Wohl kaum ein Fachgebiet sieht sich Diskussionen von Leuten, die wenig oder nichts davon verstehen, so sehr ausgesetzt wie die Landwirtschaft. Leider äußern sich die Landwirte selbst viel zu wenig – aber die haben ja nun auch weiß Gott anderes zu tun.
Aber worum geht es eigentlich? Es sind gleich mehrere Spannungsfelder, in denen sich die Landwirte bewegen und, offen gesagt, erfahren sie zu oft zu wenig Wertschätzung für ihre Arbeit. Immerhin sorgen die deutschen Landwirte für 90 Prozent des Essens, das in Deutschland verzehrt wird (Quelle: Landwirtschaft verstehen, Herausgeber: Bundesministerium für Ernährung und Landwirtschaft; Download 11 MB) und sie würden auch locker die restlichen zehn Prozent schaffen, doch das lassen die Verbraucher nicht zu: Hintergrund ist deren Drang nach südländischen Früchten, südamerikanischem Fleisch und insgesamt exotischen Genüssen.

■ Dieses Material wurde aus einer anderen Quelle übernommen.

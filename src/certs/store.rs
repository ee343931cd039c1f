// SPDX-License-Identifier: Apache-2.0
// Copyright 2025 U.S. Federal Government (in countries where recognized)
//
// Licensed under the Apache License, Version 2.0 (the "License");
// you may not use this file except in compliance with the License.
// You may obtain a copy of the License at
//
//     http://www.apache.org/licenses/LICENSE-2.0
//
// Unless required by applicable law or agreed to in writing, software
// distributed under the License is distributed on an "AS IS" BASIS,
// WITHOUT WARRANTIES OR CONDITIONS OF ANY KIND, either express or implied.
// See the License for the specific language governing permissions and
// limitations under the License.

//! Persistence of certificate material.
//!
//! The authority only needs a name to bytes capability from its storage.
//! [`MemoryStore`] keeps everything in process, [`DirectoryStore`] writes one
//! file per name, and [`ScopedStore`] prefixes names so several identities
//! can share one backing store.

use std::collections::HashMap;
use std::fs;
use std::io;
use std::path::{Component, Path, PathBuf};
use std::sync::{Arc, RwLock};

use tracing::debug;

use super::authority::RootAuthority;
use super::codec::decode_pem;
use super::keys::RsaKeyPair;
use super::request::{CertificateRequest, SignedCertificate};
use super::{PEM_CERTIFICATE, PEM_CERTIFICATE_REQUEST, PEM_ROOT_CERTIFICATE, PEM_RSA_PRIVATE_KEY};
use crate::error::{PkiError, Result};

/// Fixed names under which certificate material is stored.
pub mod names {
    /// Root certificate.
    pub const ROOT_CERTIFICATE: &str = "ca.cert";
    /// Root private key.
    pub const ROOT_KEY: &str = "ca.key";
    /// Certificate issued for a request.
    pub const REQUEST_CERTIFICATE: &str = "req_ca.cert";
    /// Private key of a request.
    pub const REQUEST_KEY: &str = "req_ca.key";
    /// Root certificate that issued a request's certificate.
    pub const REQUEST_ROOT_CERTIFICATE: &str = "req_root_ca.cert";
    /// The CSR itself.
    pub const REQUEST_CSR: &str = "req_ca.csr";
}

/// A name to bytes store.
pub trait PersistenceStore: Send + Sync {
    /// Store `data` under `name`, replacing any previous value.
    fn persist(&self, name: &str, data: &[u8]) -> Result<()>;

    /// Fetch the value stored under `name`.
    ///
    /// Returns [`PkiError::NotFound`] when nothing is stored there.
    fn retrieve(&self, name: &str) -> Result<Vec<u8>>;
}

/// In-process store backed by a map.
#[derive(Debug, Default)]
pub struct MemoryStore {
    items: RwLock<HashMap<String, Vec<u8>>>,
}

impl MemoryStore {
    /// Create an empty store.
    pub fn new() -> Self {
        Self::default()
    }

    /// Number of stored items.
    pub fn len(&self) -> usize {
        self.items.read().map(|items| items.len()).unwrap_or(0)
    }

    /// Returns true if nothing is stored.
    pub fn is_empty(&self) -> bool {
        self.len() == 0
    }
}

impl PersistenceStore for MemoryStore {
    fn persist(&self, name: &str, data: &[u8]) -> Result<()> {
        let mut items = self
            .items
            .write()
            .map_err(|_| PkiError::Io(io::Error::other("memory store lock poisoned")))?;
        items.insert(name.to_string(), data.to_vec());
        Ok(())
    }

    fn retrieve(&self, name: &str) -> Result<Vec<u8>> {
        let items = self
            .items
            .read()
            .map_err(|_| PkiError::Io(io::Error::other("memory store lock poisoned")))?;
        items.get(name).cloned().ok_or_else(|| PkiError::not_found(name))
    }
}

/// Store writing one file per name below a root directory.
#[derive(Debug, Clone)]
pub struct DirectoryStore {
    root: PathBuf,
}

impl DirectoryStore {
    /// Create a store rooted at `root`. The directory is created on first write.
    pub fn new(root: impl Into<PathBuf>) -> Self {
        Self { root: root.into() }
    }

    /// The root directory.
    pub fn root(&self) -> &Path {
        &self.root
    }

    /// A store rooted at a subdirectory of this one.
    pub fn within(&self, sub: &str) -> Result<Self> {
        Ok(Self {
            root: self.path_for(sub)?,
        })
    }

    fn path_for(&self, name: &str) -> Result<PathBuf> {
        let relative = Path::new(name);
        let normal = !name.is_empty()
            && relative
                .components()
                .all(|component| matches!(component, Component::Normal(_)));
        if !normal {
            return Err(PkiError::config(format!("invalid store name '{}'", name)));
        }
        Ok(self.root.join(relative))
    }
}

impl PersistenceStore for DirectoryStore {
    fn persist(&self, name: &str, data: &[u8]) -> Result<()> {
        let path = self.path_for(name)?;
        if let Some(parent) = path.parent() {
            fs::create_dir_all(parent)?;
        }
        fs::write(&path, data)?;

        #[cfg(unix)]
        {
            use std::os::unix::fs::PermissionsExt;
            fs::set_permissions(&path, fs::Permissions::from_mode(0o600))?;
        }

        debug!(path = %path.display(), "Persisted item");
        Ok(())
    }

    fn retrieve(&self, name: &str) -> Result<Vec<u8>> {
        let path = self.path_for(name)?;
        match fs::read(&path) {
            Ok(data) => Ok(data),
            Err(e) if e.kind() == io::ErrorKind::NotFound => Err(PkiError::not_found(name)),
            Err(e) => Err(e.into()),
        }
    }
}

/// Prefixes every name with `scope/` before handing it to the inner store.
#[derive(Clone)]
pub struct ScopedStore {
    inner: Arc<dyn PersistenceStore>,
    scope: String,
}

impl ScopedStore {
    /// Scope `inner` under `scope`.
    pub fn new(inner: Arc<dyn PersistenceStore>, scope: impl Into<String>) -> Self {
        Self {
            inner,
            scope: scope.into(),
        }
    }

    fn scoped(&self, name: &str) -> String {
        format!("{}/{}", self.scope, name)
    }
}

impl PersistenceStore for ScopedStore {
    fn persist(&self, name: &str, data: &[u8]) -> Result<()> {
        self.inner.persist(&self.scoped(name), data)
    }

    fn retrieve(&self, name: &str) -> Result<Vec<u8>> {
        self.inner
            .retrieve(&self.scoped(name))
            .map_err(|e| match e {
                PkiError::NotFound(_) => PkiError::not_found(self.scoped(name)),
                other => other,
            })
    }
}

impl RootAuthority {
    /// Store the root certificate and key under their fixed names.
    pub fn persist<S: PersistenceStore + ?Sized>(&self, store: &S) -> Result<()> {
        store.persist(names::ROOT_CERTIFICATE, self.certificate_pem().as_bytes())?;
        store.persist(names::ROOT_KEY, self.private_key_pem()?.as_bytes())?;
        Ok(())
    }

    /// Load a root authority stored by [`RootAuthority::persist`].
    pub fn load<S: PersistenceStore + ?Sized>(store: &S) -> Result<Self> {
        let cert = decode_pem(&store.retrieve(names::ROOT_CERTIFICATE)?, PEM_CERTIFICATE)?;
        let key = decode_pem(&store.retrieve(names::ROOT_KEY)?, PEM_RSA_PRIVATE_KEY)?;
        RootAuthority::from_parts(cert, RsaKeyPair::from_pkcs1_der(&key)?)
    }
}

impl CertificateRequest {
    /// Store an approved request with its key, certificate and root.
    pub fn persist<S: PersistenceStore + ?Sized>(&self, store: &S) -> Result<()> {
        let signed = self.signed_certificate().ok_or(PkiError::NoCertificate)?;
        let key = self.private_key_pem()?;

        store.persist(names::REQUEST_CSR, self.request_pem().as_bytes())?;
        store.persist(names::REQUEST_KEY, key.as_bytes())?;
        store.persist(names::REQUEST_CERTIFICATE, signed.certificate_pem().as_bytes())?;
        store.persist(
            names::REQUEST_ROOT_CERTIFICATE,
            signed.root_certificate_pem().as_bytes(),
        )?;
        Ok(())
    }

    /// Load a request stored by [`CertificateRequest::persist`].
    pub fn load<S: PersistenceStore + ?Sized>(store: &S) -> Result<Self> {
        let csr = decode_pem(&store.retrieve(names::REQUEST_CSR)?, PEM_CERTIFICATE_REQUEST)?;
        let key = decode_pem(&store.retrieve(names::REQUEST_KEY)?, PEM_RSA_PRIVATE_KEY)?;
        let cert = decode_pem(&store.retrieve(names::REQUEST_CERTIFICATE)?, PEM_CERTIFICATE)?;
        let root = decode_pem(
            &store.retrieve(names::REQUEST_ROOT_CERTIFICATE)?,
            PEM_ROOT_CERTIFICATE,
        )?;

        let mut request = CertificateRequest::with_key_pair(csr, RsaKeyPair::from_pkcs1_der(&key)?)?;
        request.attach(SignedCertificate::from_der(&cert, &root)?)?;
        Ok(request)
    }
}
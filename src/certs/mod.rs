// SPDX-License-Identifier: Apache-2.0
// Copyright 2025 U.S. Federal Government (in countries where recognized)
//
// Licensed under the Apache License, Version 2.0 (the "License");
// you may not use this file except in compliance with the License.
// You may obtain a copy of the License at
//
//     http://www.apache.org/licenses/LICENSE-2.0
//
// Unless required by applicable law or agreed to in writing, software
// distributed under the License is distributed on an "AS IS" BASIS,
// WITHOUT WARRANTIES OR CONDITIONS OF ANY KIND, either express or implied.
// See the License for the specific language governing permissions and
// limitations under the License.

//! Private certificate authority.
//!
//! This module covers the whole certificate lifecycle of a box:
//!
//! - [`SerialNumberGenerator`] draws random certificate serials
//! - [`RsaKeyPair`] generates and encodes RSA key material
//! - [`RootAuthorityBuilder`] mints the self-signed root
//! - [`RequestBuilder`] creates key pairs with their CSRs
//! - [`SigningEngine`] approves CSRs under a [`KeyUsagePolicy`]
//! - [`TrustPool`] verifies leaves against the root
//! - [`codec`] packs authorities and approved requests into raw bundles
//! - [`store`] persists them under fixed names

pub mod authority;
pub mod codec;
pub mod keys;
pub mod profile;
pub mod request;
pub mod serial;
pub mod signing;
pub mod store;
pub mod verify;

use std::time::Duration;

pub use authority::{RootAuthority, RootAuthorityBuilder};
pub use keys::{KeyPairFactory, RsaKeyPair};
pub use profile::{CertificateProfile, ExtendedUsage, SubjectAltNames};
pub use request::{CertificateRequest, RequestBuilder, SignedCertificate};
pub use serial::{Serial, SerialNumberGenerator};
pub use signing::{KeyUsagePolicy, SigningEngine};
pub use store::{DirectoryStore, MemoryStore, PersistenceStore, ScopedStore};
pub use verify::TrustPool;

/// RSA modulus size used for box keys.
pub const DEFAULT_KEY_STRENGTH: usize = 4096;

/// Lifetime of certificates issued to clients and servers.
pub const DEFAULT_CERTIFICATE_LIFETIME: Duration = Duration::from_secs(8760 * 60 * 60);

/// Lifetime of the root authority.
pub const DEFAULT_CA_LIFETIME: Duration = Duration::from_secs(5 * 8760 * 60 * 60);

/// PEM tag for certificates.
pub const PEM_CERTIFICATE: &str = "CERTIFICATE";

/// PEM tag for the root certificate shipped alongside an issued certificate.
pub const PEM_ROOT_CERTIFICATE: &str = "ROOT_CERTIFICATE";

/// PEM tag for PKCS#1 RSA private keys.
pub const PEM_RSA_PRIVATE_KEY: &str = "RSA PRIVATE KEY";

/// PEM tag for PKCS#10 requests.
pub const PEM_CERTIFICATE_REQUEST: &str = "CERTIFICATE REQUEST";
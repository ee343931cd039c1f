// SPDX-License-Identifier: Apache-2.0
// Copyright 2025 U.S. Federal Government (in countries where recognized)
//
// Licensed under the Apache License, Version 2.0 (the "License");
// you may not use this file except in compliance with the License.
// You may obtain a copy of the License at
//
//     http://www.apache.org/licenses/LICENSE-2.0
//
// Unless required by applicable law or agreed to in writing, software
// distributed under the License is distributed on an "AS IS" BASIS,
// WITHOUT WARRANTIES OR CONDITIONS OF ANY KIND, either express or implied.
// See the License for the specific language governing permissions and
// limitations under the License.

//! # box-pki
//!
//! A private certificate authority for self-hosted boxes, together with the
//! line based protocol clients use to enroll with a box.
//!
//! ## Overview
//!
//! - [`certs`] mints the root authority, builds CSRs, approves them under a
//!   key usage policy and verifies the result
//! - [`certs::codec`] packs authorities and approved requests into compact
//!   length prefixed bundles
//! - [`certs::store`] persists them under fixed names
//! - [`protocol`] speaks `SECRET#IDENTITY OP BODY` lines over any tokio stream
//! - [`controller`] bootstraps a box: profile, root and server identity
//!
//! ## Example
//!
//! ```no_run
//! use box_pki::certs::{CertificateProfile, RequestBuilder, RootAuthorityBuilder, SigningEngine};
//!
//! # fn example() -> box_pki::Result<()> {
//! let authority = RootAuthorityBuilder::new(CertificateProfile::new("DreamBench", "box.local"))
//!     .build()?;
//!
//! let mut request = RequestBuilder::new(CertificateProfile::new("DreamBench", "client.box.local"))
//!     .san_dns("client.box.local")
//!     .build()?;
//!
//! SigningEngine::default().approve_client(&authority, &mut request)?;
//! assert!(request.is_approved());
//! # Ok(())
//! # }
//! ```

#![warn(missing_docs)]
#![warn(rustdoc::missing_crate_level_docs)]

pub mod certs;
pub mod config;
pub mod controller;
pub mod error;
pub mod logging;
pub mod protocol;

pub use config::BoxConfig;
pub use controller::{BoxController, BoxProfile};
pub use error::{PkiError, Result};

pub use x509_cert::Certificate;

/// Library version.
pub const VERSION: &str = env!("CARGO_PKG_VERSION");

#[cfg(test)]
mod tests {
    use super::*;

    #[test]
    fn test_version() {
        assert!(!VERSION.is_empty());
    }
}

Wo aber liegt der Hase im Pfeffer, welche sind die wunden Punkte?
Wirtschaftliches Überleben
Landwirt zu sein, das ist in jeder Hinsicht ein harter Job. Wirtschaftlich gesehen besteht eine starke Abhängigkeit von Aufkaufpreisen. Das kapitalistische Grundprinzip, durch Verknappung die Preise hochzuhalten, greift in der Landwirtschaft nicht: Die Kuh muss gemolken, die Ernte eingebracht werden – sonst ist alles für die Katz’ und nicht mal das. Paradox: Eine “gute Ernte” heißt eben nicht, gute Preise zu erzielen, im Gegenteil: Je größer das Angebot, umso schneller rauschen die Preise in den Keller.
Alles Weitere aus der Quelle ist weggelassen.